SUPPLIED DATA:

****

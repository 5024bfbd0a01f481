//! Error types for Chimp encoding and decoding.

use thiserror::Error;

use crate::window::Window;

/// Errors raised while configuring a codec or decoding a block.
///
/// Every decoding error is fatal for the block it occurred in: the meaning of
/// each bit depends on all the bits before it, so there is nothing to resume.
#[derive(Debug, Error, Clone, PartialEq, Eq)]
pub enum Error {
    /// The bit stream ended in the middle of a field.
    #[error("unexpected end of compressed stream: needed {needed} bits, {remaining} remaining")]
    UnexpectedEnd {
        /// Width of the field being read.
        needed: u8,
        /// Bits left in the stream when the read was attempted.
        remaining: usize,
    },

    /// The requested history window is not a power of two in the supported range.
    #[error("invalid window size {0}: must be a power of two between 1 and {max}", max = Window::MAX_SIZE)]
    InvalidWindow(usize),

    /// The stream contains a codeword no encoder could have produced.
    #[error("corrupt stream: {0}")]
    Corrupt(&'static str),
}

/// Convenience type alias for results carrying a Chimp [`Error`].
pub type Result<T> = std::result::Result<T, Error>;
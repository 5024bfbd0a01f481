use crate::error::{Error, Result};

/// A growable bit buffer written most-significant-bit first.
///
/// Fields are packed back to back with no alignment between them; only
/// [`flush`](BitBuffer::flush) rounds the stream up to a whole byte.
#[derive(Debug, Clone, Default)]
pub struct BitBuffer {
    bytes: Vec<u8>,
    /// Number of valid bits in the last byte (1..=8, or 0 if empty).
    bit_count: u8,
}

impl BitBuffer {
    /// Creates a new empty `BitBuffer`.
    pub fn new() -> Self {
        Self::default()
    }

    /// Creates a `BitBuffer` with the given pre-allocated capacity in bytes.
    pub fn with_capacity(capacity: usize) -> Self {
        Self {
            bytes: Vec::with_capacity(capacity),
            bit_count: 0,
        }
    }

    /// Returns the total number of bits written.
    #[inline]
    pub fn len_bits(&self) -> usize {
        if self.bytes.is_empty() {
            0
        } else {
            (self.bytes.len() - 1) * 8 + self.bit_count as usize
        }
    }

    /// Returns `true` if no bits have been written.
    #[inline]
    pub fn is_empty(&self) -> bool {
        self.bytes.is_empty()
    }

    /// Returns a reference to the underlying byte slice.
    #[inline]
    pub fn as_bytes(&self) -> &[u8] {
        &self.bytes
    }

    /// Consumes the buffer and returns the raw byte vector.
    #[inline]
    pub fn into_bytes(self) -> Vec<u8> {
        self.bytes
    }

    /// Writes a single bit.
    #[inline]
    pub fn write_bit(&mut self, bit: bool) {
        self.write_bits(bit as u64, 1);
    }

    /// Writes a single zero bit.
    #[inline]
    pub fn skip_bit(&mut self) {
        self.write_bits(0, 1);
    }

    /// Writes the lowest `n` bits of `value`, most significant first. `n` must be <= 64.
    pub fn write_bits(&mut self, value: u64, n: u8) {
        debug_assert!(n <= 64);
        let mut left = n;
        while left > 0 {
            if self.bit_count == 0 || self.bit_count == 8 {
                self.bytes.push(0);
                self.bit_count = 0;
            }
            let free = 8 - self.bit_count;
            let take = free.min(left);
            let chunk = (value >> (left - take)) & ((1u64 << take) - 1);
            if let Some(last) = self.bytes.last_mut() {
                *last |= (chunk as u8) << (free - take);
            }
            self.bit_count += take;
            left -= take;
        }
    }

    /// Pads the stream with zero bits up to the next byte boundary.
    pub fn flush(&mut self) {
        if !self.bytes.is_empty() {
            self.bit_count = 8;
        }
    }
}

/// A cursor for reading bits sequentially from a `BitBuffer` or raw bytes.
#[derive(Debug, Clone)]
pub struct BitReader<'a> {
    bytes: &'a [u8],
    /// Total number of valid bits.
    total_bits: usize,
    /// Current bit position (0-indexed from the start).
    pos: usize,
}

impl<'a> BitReader<'a> {
    /// Creates a new `BitReader` over the given buffer.
    pub fn new(buffer: &'a BitBuffer) -> Self {
        Self::from_raw(buffer.as_bytes(), buffer.len_bits())
    }

    /// Creates a `BitReader` from raw bytes and a total bit count.
    ///
    /// A count larger than `bytes` can hold is clamped to the bytes present.
    pub fn from_raw(bytes: &'a [u8], total_bits: usize) -> Self {
        Self {
            bytes,
            total_bits: total_bits.min(bytes.len() * 8),
            pos: 0,
        }
    }

    /// Creates a `BitReader` over every bit of `bytes`.
    pub fn from_bytes(bytes: &'a [u8]) -> Self {
        Self::from_raw(bytes, bytes.len() * 8)
    }

    /// Returns the number of bits remaining.
    #[inline]
    pub fn remaining(&self) -> usize {
        self.total_bits.saturating_sub(self.pos)
    }

    /// Returns the number of bits consumed so far.
    #[inline]
    pub fn position(&self) -> usize {
        self.pos
    }

    /// Returns `true` if there are no more bits to read.
    #[inline]
    pub fn is_exhausted(&self) -> bool {
        self.pos >= self.total_bits
    }

    /// Reads a single bit.
    #[inline]
    pub fn read_bit(&mut self) -> Result<bool> {
        Ok(self.read_bits(1)? == 1)
    }

    /// Reads `n` bits as a `u64`, most significant first. `n` must be <= 64.
    pub fn read_bits(&mut self, n: u8) -> Result<u64> {
        debug_assert!(n <= 64);
        if self.remaining() < n as usize {
            return Err(Error::UnexpectedEnd {
                needed: n,
                remaining: self.remaining(),
            });
        }
        let mut value: u64 = 0;
        let mut left = n;
        while left > 0 {
            let byte = self.bytes[self.pos / 8];
            let avail = 8 - (self.pos % 8) as u8;
            let take = avail.min(left);
            let chunk = (byte >> (avail - take)) & (((1u16 << take) - 1) as u8);
            value = (value << take) | chunk as u64;
            self.pos += take as usize;
            left -= take;
        }
        Ok(value)
    }
}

****

WHAT IS REQUIRED: Wherever the string "Creates" shows up in the material, copy the line that holds it.

SOLUTION FOR THIS EXERCISE:
    /// Creates a new empty `BitBuffer`.
    /// Creates a `BitBuffer` with the given pre-allocated capacity in bytes.
    /// Creates a new `BitReader` over the given buffer.
    /// Creates a `BitReader` from raw bytes and a total bit count.
    /// Creates a `BitReader` over every bit of `bytes`.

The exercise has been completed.